So to the nearest island they sailed. It had no harbour, nor sandy
shore, and there was no turf on it, and very little wood. Now the
Saint knew what manner of isle it was, but he would not tell the
brethren, lest they should be terrified. So he bade them make the
boat fast stem and stern, and when morning came he bade those who
were priests to celebrate each a mass, and then to take the lamb's
fleece on shore and cook it in the caldron with salt, while St.
Brendan remained in the boat.

But when the fire blazed up, and the pot began to boil, that island
began to move like water. Then the brethren ran to the boat
imploring St. Brendan's aid; and he helped them each in by the hand,
and cast off. After which the island sank in the ocean. And when
they could see their fire burning more than two miles off, St.
Brendan told them how that God had revealed to him that night the
mystery; that this was no isle, but the biggest of all fishes which
swam in the ocean, always it tries to make its head and its tail
meet, but cannot, by reason of its length; and its name is
Jasconius.

Then, across a narrow strait, they saw another isle, very grassy and
wooded, and full of flowers. And they found a little stream, and
towed the boat up it (for the stream was of the same width as the
boat), with St. Brendan sitting on board, till they came to the
fountain thereof. Then said the holy father, "See, brethren, the
Lord has given us a place wherein to celebrate his holy
Resurrection. And if we had nought else, this fountain, I think,
would serve for food as well as drink." For the fountain was too
admirable.

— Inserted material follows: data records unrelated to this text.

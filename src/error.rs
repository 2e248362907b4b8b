use axum::{
    http::StatusCode,
    response::{IntoResponse, Response},
    Json,
};
use mode_normalize::UnsupportedFormatError;
use serde_json::json;
use thiserror::Error;

#[derive(Debug, Error)]
pub enum ApiError {
    #[error("Missing required parameter: {0}")]
    MissingParameter(&'static str),

    #[error("Invalid request body: {message}")]
    InvalidBody { status: StatusCode, message: String },

    #[error("{0}")]
    Convert(#[from] ConvertError),

    #[error("Internal error: {0}")]
    Internal(String),
}

impl ApiError {
    /// Machine-readable error kind reported alongside the message.
    pub fn kind(&self) -> &'static str {
        match self {
            ApiError::MissingParameter(_) => "MissingParameter",
            ApiError::InvalidBody { .. } => "InvalidBody",
            ApiError::Convert(e) => e.kind(),
            ApiError::Internal(_) => "Internal",
        }
    }

    fn status(&self) -> StatusCode {
        match self {
            ApiError::MissingParameter(_) => StatusCode::BAD_REQUEST,
            ApiError::InvalidBody { status, .. } => *status,
            ApiError::Convert(ConvertError::Decode(_)) => StatusCode::UNPROCESSABLE_ENTITY,
            ApiError::Convert(ConvertError::UnsupportedFormat(_)) => StatusCode::BAD_REQUEST,
            ApiError::Convert(ConvertError::Encode(_)) => StatusCode::INTERNAL_SERVER_ERROR,
            ApiError::Convert(ConvertError::Io(_)) => StatusCode::INTERNAL_SERVER_ERROR,
            ApiError::Internal(_) => StatusCode::INTERNAL_SERVER_ERROR,
        }
    }
}

/// Failure of a single conversion request. Never retried.
#[derive(Debug, Error)]
pub enum ConvertError {
    #[error("Decode error: {0}")]
    Decode(String),

    #[error("{0}")]
    UnsupportedFormat(#[from] UnsupportedFormatError),

    #[error("Encode error: {0}")]
    Encode(String),

    #[error("IO error: {0}")]
    Io(#[from] std::io::Error),
}

impl ConvertError {
    pub fn kind(&self) -> &'static str {
        match self {
            ConvertError::Decode(_) => "DecodeError",
            ConvertError::UnsupportedFormat(_) => "UnsupportedFormatError",
            ConvertError::Encode(_) => "EncodeError",
            ConvertError::Io(_) => "IoError",
        }
    }
}

impl IntoResponse for ApiError {
    fn into_response(self) -> Response {
        let status = self.status();
        if status.is_server_error() {
            tracing::error!(kind = self.kind(), error = %self, "Request failed");
        } else {
            tracing::info!(kind = self.kind(), error = %self, "Request rejected");
        }

        let body = Json(json!({
            "status": status.as_u16(),
            "kind": self.kind(),
            "error": self.to_string(),
        }));

        (status, body).into_response()
    }
}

Over it was a huge tree of wonderful breadth, but no
great height, covered with snow-white birds, so that its leaves and
boughs could scarce be seen.

And when the man of God saw that, he was so desirous to know the
cause of that assemblage of birds, that he besought God upon his
knees, with tears, saying, "God, who knowest the unknown, and
revealest the hidden, thou knowest the anxiety of my heart. . . .
Deign of thy great mercy to reveal to me thy secret. . . . But not
for the merit of my own dignity, but regarding thy clemency, do I
presume to ask."

Then one of those birds flew from off the tree, and his wings
sounded like bells over the boat. And he sat on the prow, and
spread his wings joyfully, and looked quietly on St. Brendan. And
when the man of God questioned that bird, it told how they were of
the spirits which fell in the great ruin of the old enemy; not by
sin or by consent, but predestined by the piety of God to fall with
those with whom they were created. But they suffered no punishment;
only they could not, in part, behold the presence of God. They
wandered about this world, like other spirits of the air, and
firmament, and earth. But on holy days they took those shapes of
birds, and praised their Creator in that place.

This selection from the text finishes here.